Limited infrastructure, skills, computing power, and governance capacity are holding back potential benefits while amplifying risks like job displacement, data exclusion, and indirect impacts such as rising global energy and water demands from AI systems. Kanni Wignaraja, UN Assistant Secretary-General and UNDP Regional Director for Asia and the Pacific, said AI is racing ahead while many countries are still at the starting line. “The Asia and Pacific experience highlights how quickly gaps can emerge between those shaping AI and those being shaped by it,” she noted.
For countries like Cambodia, Papua New Guinea, and Vietnam, the priority isn’t developing cutting-edge AI but making use of simple voice-based tools that frontline health workers and farmers can operate even when the internet is down. The Asia-Pacific region holds more than 55 percent of the world’s population, putting it at the center of the AI transition. It hosts over half of global AI users and is rapidly expanding its innovation footprint—China alone holds nearly 70 percent of global AI patents, while six countries are home to more than 3,100 newly funded AI companies.

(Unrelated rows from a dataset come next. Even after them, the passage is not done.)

use regex::Regex;
use std::sync::OnceLock;

/// The recognized identifier spellings, in the order variants are generated.
#[derive(Debug, Clone, Copy, PartialEq, Eq, Hash)]
pub enum Style {
    LowerCamel,
    UpperCamel,
    LowerSnake,
    ScreamingSnake,
}

impl Style {
    pub const ALL: [Style; 4] = [
        Style::LowerCamel,
        Style::UpperCamel,
        Style::LowerSnake,
        Style::ScreamingSnake,
    ];
}

fn word_run() -> &'static Regex {
    static RE: OnceLock<Regex> = OnceLock::new();
    RE.get_or_init(|| Regex::new(r"\w+").expect("word-run pattern"))
}

/// Split an identifier into its words plus the separator it uses.
///
/// Underscore names split on `_` (empty parts preserved). Anything else is
/// scanned as camel case: an uppercase code point starts a new word when the
/// previous code point is lowercase or the next one is, which keeps runs of
/// capitals together (`HTTPResponse` -> `HTTP`, `Response`).
pub fn split_name(name: &str) -> (&'static str, Vec<String>) {
    if name.contains('_') {
        return ("_", name.split('_').map(str::to_string).collect());
    }

    let chars: Vec<char> = name.chars().collect();
    let mut words = Vec::new();
    let mut current = String::new();
    for (i, &c) in chars.iter().enumerate() {
        if i > 0 && c.is_uppercase() {
            let prev_lower = chars[i - 1].is_lowercase();
            let next_lower = chars.get(i + 1).is_some_and(|n| n.is_lowercase());
            if prev_lower || next_lower {
                words.push(std::mem::take(&mut current));
            }
        }
        current.push(c);
    }
    if !current.is_empty() {
        words.push(current);
    }
    ("", words)
}

/// First letter uppercased, remainder lowercased.
fn capitalize(word: &str) -> String {
    let mut chars = word.chars();
    match chars.next() {
        None => String::new(),
        Some(first) => first.to_uppercase().collect::<String>() + &chars.as_str().to_lowercase(),
    }
}

/// Render a single identifier in the given style.
pub fn to_style(name: &str, style: Style) -> String {
    let (_, words) = split_name(name);
    if words.is_empty() {
        return String::new();
    }
    match style {
        Style::LowerCamel => {
            words[0].to_lowercase()
                + &words[1..]
                    .iter()
                    .map(|w| capitalize(w))
                    .collect::<String>()
        },
        Style::UpperCamel => words.iter().map(|w| capitalize(w)).collect(),
        Style::LowerSnake => words
            .iter()
            .map(|w| w.to_lowercase())
            .collect::<Vec<_>>()
            .join("_"),
        Style::ScreamingSnake => words
            .iter()
            .map(|w| w.to_uppercase())
            .collect::<Vec<_>>()
            .join("_"),
    }
}

/// Apply a style to every word-like run in an expression, leaving all other
/// text (regex syntax, punctuation, whitespace) untouched.
pub fn transform_expr(expr: &str, style: Style) -> String {
    word_run()
        .replace_all(expr, |caps: &regex::Captures<'_>| to_style(&caps[0], style))
        .into_owned()
}

/// All four case variants of an expression, in fixed order.
///
/// This operates on source strings, before any pattern compilation.
pub fn all_case_variants(expr: &str) -> Vec<String> {
    Style::ALL
        .iter()
        .map(|&style| transform_expr(expr, style))
        .collect()
}

#[cfg(test)]
mod tests {
    use super::*;

    #[test]
    fn split_underscore_name() {
        let (sep, words) = split_name("foo_bar_baz");
        assert_eq!(sep, "_");
        assert_eq!(words, vec!["foo", "bar", "baz"]);
    }

    #[test]
    fn split_preserves_empty_parts() {
        let (sep, words) = split_name("_leading");
        assert_eq!(sep, "_");
        assert_eq!(words, vec!["", "leading"]);
    }

    #[test]
    fn split_camel_name() {
        let (sep, words) = split_name("fooBarBaz");
        assert_eq!(sep, "");
        assert_eq!(words, vec!["foo", "Bar", "Baz"]);
    }

    #[test]
    fn split_keeps_capital_runs_together() {
        let (_, words) = split_name("HTTPResponse");
        assert_eq!(words, vec!["HTTP", "Response"]);

        let (_, words) = split_name("parseHTTPResponse");
        assert_eq!(words, vec!["parse", "HTTP", "Response"]);
    }

    #[test]
    fn split_single_word() {
        let (sep, words) = split_name("word");
        assert_eq!(sep, "");
        assert_eq!(words, vec!["word"]);
    }

    #[test]
    fn style_rendering() {
        assert_eq!(to_style("foo_bar", Style::LowerCamel), "fooBar");
        assert_eq!(to_style("foo_bar", Style::UpperCamel), "FooBar");
        assert_eq!(to_style("fooBar", Style::LowerSnake), "foo_bar");
        assert_eq!(to_style("fooBar", Style::ScreamingSnake), "FOO_BAR");
    }

    #[test]
    fn variants_in_fixed_order() {
        assert_eq!(
            all_case_variants("foo_bar"),
            vec!["fooBar", "FooBar", "foo_bar", "FOO_BAR"]
        );
    }

    #[test]
    fn transform_leaves_non_word_text_alone() {
        assert_eq!(
            transform_expr("get_value\\(\\)", Style::UpperCamel),
            "GetValue\\(\\)"
        );
        assert_eq!(
            transform_expr("one_two three_four", Style::LowerCamel),
            "oneTwo threeFour"
        );
    }

    #[test]
    fn unicode_words() {
        let (_, words) = split_name("überMaß");
        assert_eq!(words, vec!["über", "Maß"]);
        assert_eq!(to_style("überMaß", Style::ScreamingSnake), "ÜBER_MASS");
    }

    #[test]
    fn capitalize_handles_empty() {
        assert_eq!(capitalize(""), "");
        assert_eq!(capitalize("aBC"), "Abc");
    }
}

UNDP estimates AI could lift annual GDP growth in the region by around two percentage points and raise productivity by up to five percent in sectors like health and finance. But the gap is stark: Afghanistan’s average income is 200 times lower than Singapore’s, which partly explains why AI uptake is concentrated in so few wealthy countries today. Schellekens pointed out that the region is already the most unequal in the world. “We’re not starting from a level playing field,” he said, urging governments to consider the ethics of AI rollout and ensure it’s done as inclusively as possible to prevent a looming jobs crunch.